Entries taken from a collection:
^^^^^^^^
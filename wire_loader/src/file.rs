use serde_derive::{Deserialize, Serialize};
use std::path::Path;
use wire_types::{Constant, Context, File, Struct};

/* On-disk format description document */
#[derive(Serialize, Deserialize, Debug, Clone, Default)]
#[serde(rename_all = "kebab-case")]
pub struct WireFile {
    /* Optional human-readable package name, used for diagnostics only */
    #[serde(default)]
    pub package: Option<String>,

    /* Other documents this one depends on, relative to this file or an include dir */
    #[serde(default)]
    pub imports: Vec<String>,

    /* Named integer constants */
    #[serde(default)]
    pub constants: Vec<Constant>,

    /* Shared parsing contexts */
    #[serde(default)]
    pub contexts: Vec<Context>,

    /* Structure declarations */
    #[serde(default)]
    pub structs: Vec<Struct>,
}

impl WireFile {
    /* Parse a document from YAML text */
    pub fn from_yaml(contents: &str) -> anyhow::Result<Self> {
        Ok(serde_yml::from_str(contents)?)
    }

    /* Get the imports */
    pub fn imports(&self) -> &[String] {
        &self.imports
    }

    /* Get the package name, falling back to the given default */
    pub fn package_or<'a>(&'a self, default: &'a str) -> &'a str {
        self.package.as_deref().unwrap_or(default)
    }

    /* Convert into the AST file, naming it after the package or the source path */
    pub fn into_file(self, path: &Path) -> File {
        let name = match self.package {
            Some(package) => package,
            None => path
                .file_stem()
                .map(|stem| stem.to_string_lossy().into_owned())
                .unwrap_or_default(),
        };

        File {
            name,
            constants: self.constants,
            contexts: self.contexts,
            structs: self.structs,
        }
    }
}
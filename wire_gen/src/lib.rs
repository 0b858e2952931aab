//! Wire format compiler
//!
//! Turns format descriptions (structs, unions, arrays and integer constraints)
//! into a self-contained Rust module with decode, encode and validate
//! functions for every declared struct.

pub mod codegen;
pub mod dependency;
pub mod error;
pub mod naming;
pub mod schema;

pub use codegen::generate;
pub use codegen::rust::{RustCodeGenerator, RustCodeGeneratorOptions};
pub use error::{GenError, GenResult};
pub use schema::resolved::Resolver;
^^^^^^^^
◆ WORK TO COMPLETE ◆
Return the data from the top line through the bottom line exactly.

◆ YOUR RESPONSE ◆
filename wire_loader/src/file.rs
use serde_derive::{Deserialize, Serialize};
use std::path::Path;
use wire_types::{Constant, Context, File, Struct};

/* On-disk format description document */
#[derive(Serialize, Deserialize, Debug, Clone, Default)]
#[serde(rename_all = "kebab-case")]
pub struct WireFile {
    /* Optional human-readable package name, used for diagnostics only */
    #[serde(default)]
    pub package: Option<String>,

    /* Other documents this one depends on, relative to this file or an include dir */
    #[serde(default)]
    pub imports: Vec<String>,

    /* Named integer constants */
    #[serde(default)]
    pub constants: Vec<Constant>,

    /* Shared parsing contexts */
    #[serde(default)]
    pub contexts: Vec<Context>,

    /* Structure declarations */
    #[serde(default)]
    pub structs: Vec<Struct>,
}

impl WireFile {
    /* Parse a document from YAML text */
    pub fn from_yaml(contents: &str) -> anyhow::Result<Self> {
        Ok(serde_yml::from_str(contents)?)
    }

    /* Get the imports */
    pub fn imports(&self) -> &[String] {
        &self.imports
    }

    /* Get the package name, falling back to the given default */
    pub fn package_or<'a>(&'a self, default: &'a str) -> &'a str {
        self.package.as_deref().unwrap_or(default)
    }

    /* Convert into the AST file, naming it after the package or the source path */
    pub fn into_file(self, path: &Path) -> File {
        let name = match self.package {
            Some(package) => package,
            None => path
                .file_stem()
                .map(|stem| stem.to_string_lossy().into_owned())
                .unwrap_or_default(),
        };

        File {
            name,
            constants: self.constants,
            contexts: self.contexts,
            structs: self.structs,
        }
    }
}
filename wire_gen/src/lib.rs
repository 0b858e2952931aab
//! Wire format compiler
//!
//! Turns format descriptions (structs, unions, arrays and integer constraints)
//! into a self-contained Rust module with decode, encode and validate
//! functions for every declared struct.

pub mod codegen;
pub mod dependency;
pub mod error;
pub mod naming;
pub mod schema;

pub use codegen::generate;
pub use codegen::rust::{RustCodeGenerator, RustCodeGeneratorOptions};
pub use error::{GenError, GenResult};
pub use schema::resolved::Resolver;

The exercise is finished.